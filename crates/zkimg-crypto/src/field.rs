//! # BN254 Field Elements
//!
//! [`FieldElement`] is the wire form of every circuit-facing value: image
//! commitments, Merkle nodes, chain accumulators and public signals. It holds
//! the canonical 32-byte big-endian encoding of a BN254 scalar, so equality
//! on bytes is equality in the field.
//!
//! Two renderings:
//! - `0x`-prefixed hex (serde, `Display`), used in bundles and manifests.
//! - Decimal strings, the public-signal convention of circom/snarkjs.
//!
//! Parsers reject encodings of values at or above the field modulus.

use std::fmt;

use ark_bn254::Fr;
use ark_ff::{BigInteger, PrimeField};
use serde::{Deserialize, Deserializer, Serialize, Serializer};
use subtle::ConstantTimeEq;

use crate::error::CryptoError;

/// A canonical BN254 scalar-field element.
#[derive(Clone, Copy, PartialEq, Eq, Hash, PartialOrd, Ord)]
pub struct FieldElement([u8; 32]);

impl FieldElement {
    pub const ZERO: FieldElement = FieldElement([0u8; 32]);

    pub fn from_fr(value: Fr) -> Self {
        let bytes = value.into_bigint().to_bytes_be();
        let mut out = [0u8; 32];
        let start = 32usize.saturating_sub(bytes.len());
        out[start..].copy_from_slice(&bytes[bytes.len().saturating_sub(32)..]);
        Self(out)
    }

    pub fn to_fr(&self) -> Fr {
        Fr::from_be_bytes_mod_order(&self.0)
    }

    pub fn from_u64(value: u64) -> Self {
        Self::from_fr(Fr::from(value))
    }

    /// Interpret arbitrary bytes as a big-endian integer reduced into the
    /// field. Used to bind non-field data (proof bytes, SHA-256 digests).
    pub fn reduce_be_bytes(bytes: &[u8]) -> Self {
        Self::from_fr(Fr::from_be_bytes_mod_order(bytes))
    }

    /// Accept a 32-byte encoding only if it is canonical.
    pub fn from_be_bytes(bytes: [u8; 32]) -> Result<Self, CryptoError> {
        let candidate = Self(bytes);
        if Self::from_fr(candidate.to_fr()) != candidate {
            return Err(CryptoError::NonCanonicalField(format!(
                "0x{} is not below the BN254 modulus",
                hex(&bytes)
            )));
        }
        Ok(candidate)
    }

    pub fn as_bytes(&self) -> &[u8; 32] {
        &self.0
    }

    /// Constant-time equality.
    pub fn ct_eq(&self, other: &Self) -> bool {
        self.0.ct_eq(&other.0).into()
    }

    /// `0x`-prefixed lowercase hex.
    pub fn to_hex(&self) -> String {
        format!("0x{}", hex(&self.0))
    }

    pub fn from_hex(s: &str) -> Result<Self, CryptoError> {
        let digits = s.strip_prefix("0x").unwrap_or(s);
        if digits.len() != 64 {
            return Err(CryptoError::Decode(format!(
                "field element hex must be 64 digits, got {}",
                digits.len()
            )));
        }
        let raw = zkimg_core::digest::decode_hex(digits)
            .map_err(|e| CryptoError::Decode(e.to_string()))?;
        let mut bytes = [0u8; 32];
        bytes.copy_from_slice(&raw);
        Self::from_be_bytes(bytes)
    }

    /// Decimal rendering, as used in public signal vectors.
    pub fn to_decimal(&self) -> String {
        let mut n = self.0;
        let mut digits = Vec::with_capacity(78);
        while n.iter().any(|&b| b != 0) {
            let mut rem: u32 = 0;
            for byte in n.iter_mut() {
                let cur = (rem << 8) | u32::from(*byte);
                *byte = (cur / 10) as u8;
                rem = cur % 10;
            }
            digits.push(b'0' + rem as u8);
        }
        if digits.is_empty() {
            return "0".to_string();
        }
        digits.reverse();
        String::from_utf8(digits).unwrap_or_default()
    }

    /// Parse a decimal public signal.
    pub fn from_decimal(s: &str) -> Result<Self, CryptoError> {
        if s.is_empty() || s.len() > 78 || !s.bytes().all(|b| b.is_ascii_digit()) {
            return Err(CryptoError::Decode(format!("not a decimal field element: {s:?}")));
        }
        let mut n = [0u8; 32];
        for digit in s.bytes().map(|b| u32::from(b - b'0')) {
            let mut carry = digit;
            for byte in n.iter_mut().rev() {
                let cur = u32::from(*byte) * 10 + carry;
                *byte = (cur & 0xff) as u8;
                carry = cur >> 8;
            }
            if carry != 0 {
                return Err(CryptoError::NonCanonicalField(format!(
                    "{s} does not fit in 256 bits"
                )));
            }
        }
        Self::from_be_bytes(n)
    }
}

fn hex(bytes: &[u8]) -> String {
    zkimg_core::digest::encode_hex(bytes)
}

impl fmt::Debug for FieldElement {
    fn fmt(&self, f: &mut fmt::Formatter<'_>) -> fmt::Result {
        write!(f, "FieldElement({})", self.to_hex())
    }
}

impl fmt::Display for FieldElement {
    fn fmt(&self, f: &mut fmt::Formatter<'_>) -> fmt::Result {
        f.write_str(&self.to_hex())
    }
}

impl From<Fr> for FieldElement {
    fn from(value: Fr) -> Self {
        Self::from_fr(value)
    }
}

impl Serialize for FieldElement {
    fn serialize<S: Serializer>(&self, serializer: S) -> Result<S::Ok, S::Error> {
        serializer.serialize_str(&self.to_hex())
    }
}

impl<'de> Deserialize<'de> for FieldElement {
    fn deserialize<D: Deserializer<'de>>(deserializer: D) -> Result<Self, D::Error> {
        let s = String::deserialize(deserializer)?;
        Self::from_hex(&s).map_err(serde::de::Error::custom)
    }
}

--------------------------------

When you reach the line containing "impl Serialize for" in the data above, start copying exactly, and stop after the line containing "impl<'de> Deserialize<'de> for".

impl Serialize for FieldElement {
    fn serialize<S: Serializer>(&self, serializer: S) -> Result<S::Ok, S::Error> {
        serializer.serialize_str(&self.to_hex())
    }
}

impl<'de> Deserialize<'de> for FieldElement {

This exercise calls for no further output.